AS dan Filipina menandatangani perjanjian yang menyatakan bahwa serangan pada AS atau Filipina berarti serangan pada kedua negara itu. Karena itu, kedua negara tersebut bisa bersama-sama menyerang balik kekuatan luar yang menyerang salah satu dari kedua negara tersebut.
Tidak dipedulikan
Namun, Filipina merasa perjanjian itu tidak benar-benar dipedulikan AS. Hal itu mengacu pada dekade 1990-an saat Filipina berseteru secara terbuka dengan China. Perseteruan dipicu keagresifan China mengklaim perairan dan pulau-pulau di Laut China Selatan yang juga diklaim Filipina. Kala itu, AS tidak berbuat banyak sehingga China bisa meneruskan klaimnya dan membangun pangkalan militer di sana.
"AS tidak menghentikan itu," ujar Lorenzana.
Pernyataan Lorenzana disampaikan selepas lawatan Menteri Luar Negeri AS Mike Pompeo ke Manila. Isu perjanjian itu salah satu bahasan dalam pertemuan Presiden Filipina Rodrigo Duterte dengan Pompeo, pekan lalu.
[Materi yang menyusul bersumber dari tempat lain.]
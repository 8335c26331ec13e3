//! Configuration management subsystem.
//!
//! # Data Flow
//! ```text
//! built-in defaults
//!     → loader.rs (optional TOML file)
//!     → CLI / environment overrides (main.rs)
//!     → validation.rs (semantic checks)
//!     → LauncherConfig (validated, immutable)
//! ```
//!
//! # Design Decisions
//! - All fields have defaults so the launcher runs with no config file
//! - Validation separates syntactic (serde) from semantic checks

pub mod loader;
pub mod schema;
pub mod validation;

pub use schema::LauncherConfig;
pub use schema::LaunchConfig;
pub use schema::LaunchMode;
pub use schema::TargetConfig;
Dalam kunjungan ke Manila, pekan lalu, Pompeo berusaha meyakinkan Filipina bahwa AS akan membela Filipina jika pasukan, pesawat, atau kapal Filipina mendapat serangan di Laut China Selatan. Sepanjang dalam ingatan, baru pertama kali ini pejabat AS melontarkan jaminan seperti itu secara terbuka.
Pompeo memastikan, AS berkomitmen untuk memastikan Laut China Selatan tetap terbuka bagi semua jenis navigasi, dan bahwa "China tidak mendatangkan ancaman" dengan menutup jalur-jalur pelayaran laut yang disengketakan.
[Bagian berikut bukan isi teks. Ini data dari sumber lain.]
//! OS signal handling for supervised mode.
//!
//! # Responsibilities
//! - Register handlers for SIGTERM, SIGINT and SIGHUP (Ctrl-C elsewhere)
//! - Deliver the same signal to the supervised child
//!
//! Once a handler is registered the launcher no longer dies from the
//! signal itself; it keeps waiting and exits with the child's status.

use std::io;

use tokio::process::Child;

/// A signal the launcher passes through to its child.
#[derive(Debug, Clone, Copy, PartialEq, Eq)]
pub enum Forwarded {
    Terminate,
    Interrupt,
    Hangup,
}

#[cfg(unix)]
mod imp {
    use std::io;

    use nix::sys::signal::{kill, Signal as NixSignal};
    use nix::unistd::Pid;
    use tokio::process::Child;
    use tokio::signal::unix::{signal, Signal, SignalKind};

    use super::Forwarded;

    pub struct ForwardedSignals {
        terminate: Signal,
        interrupt: Signal,
        hangup: Signal,
    }

    impl ForwardedSignals {
        pub fn install() -> io::Result<Self> {
            Ok(Self {
                terminate: signal(SignalKind::terminate())?,
                interrupt: signal(SignalKind::interrupt())?,
                hangup: signal(SignalKind::hangup())?,
            })
        }

        pub async fn recv(&mut self) -> Option<Forwarded> {
            tokio::select! {
                Some(()) = self.terminate.recv() => Some(Forwarded::Terminate),
                Some(()) = self.interrupt.recv() => Some(Forwarded::Interrupt),
                Some(()) = self.hangup.recv() => Some(Forwarded::Hangup),
                else => None,
            }
        }
    }

    pub fn forward(child: &mut Child, signal: Forwarded) -> io::Result<()> {
        // Already reaped.
        let Some(pid) = child.id() else {
            return Ok(());
        };
        let signal = match signal {
            Forwarded::Terminate => NixSignal::SIGTERM,
            Forwarded::Interrupt => NixSignal::SIGINT,
            Forwarded::Hangup => NixSignal::SIGHUP,
        };
        kill(Pid::from_raw(pid as i32), signal).map_err(io::Error::from)
    }
}

#[cfg(not(unix))]
mod imp {
    use std::io;

    use tokio::process::Child;

    use super::Forwarded;

    pub struct ForwardedSignals;

    impl ForwardedSignals {
        pub fn install() -> io::Result<Self> {
            Ok(Self)
        }

        pub async fn recv(&mut self) -> Option<Forwarded> {
            tokio::signal::ctrl_c().await.ok().map(|()| Forwarded::Interrupt)
        }
    }

    /// No signal delivery off Unix; the child is terminated instead.
    pub fn forward(child: &mut Child, _signal: Forwarded) -> io::Result<()> {
        child.start_kill()
    }
}

/// Signals received by the launcher that should reach the child.
pub struct ForwardedSignals(imp::ForwardedSignals);

impl ForwardedSignals {
    pub fn install() -> io::Result<Self> {
        imp::ForwardedSignals::install().map(Self)
    }

    /// Wait for the next signal. `None` if every stream closed.
    pub async fn recv(&mut self) -> Option<Forwarded> {
        self.0.recv().await
    }
}

/// Deliver `signal` to `child`. A child that has already exited is ignored.
pub fn forward(child: &mut Child, signal: Forwarded) -> io::Result<()> {
    imp::forward(child, signal)
}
Filipina sudah berkali-kali mewacanakan revisi perjanjian itu. Di masa Duterte, keinginan itu semakin kuat. Berbeda dengan presiden sebelumnya, Duterte memilih lebih kompromi dengan Beijing. Akan tetapi, hal itu tidak berarti perseteruan Manila-Beijing di Laut China Selatan reda.
Nelayan Filipina dihalangi
Juru bicara Duterte, Salvador Panelo, mengungkapkan, Kementerian Pertahanan Filipina sedang memeriksa laporan kapal perang China menghalangi nelayan Filipina mendekati Pulau Thitu. Pulau itu diklaim Filipina dan berdekatan dengan perairan yang diklaim China.
Manila menuding Beijing mengerahkan kapal mata-mata dan armada kapal ikan dekat Thitu. Pengerahan itu untuk mencegah Filipina mengklaim pulau tersebut.
Lorenzana mengatakan, Manila sudah mengungkapkan keinginan mengkaji ulang perjanjian pertahanan kala pangkalan militer AS di Filipina ditutup pada 1992. Penutupan itu membuat Filipina kehilangan payung pelindung yang penting. Setelah AS pergi, China mulai agresif mengklaim Laut China Selatan.
"Bukan serangan bersenjata, hanya agresif. AS tidak menghentikan itu," ujar Lorenzana.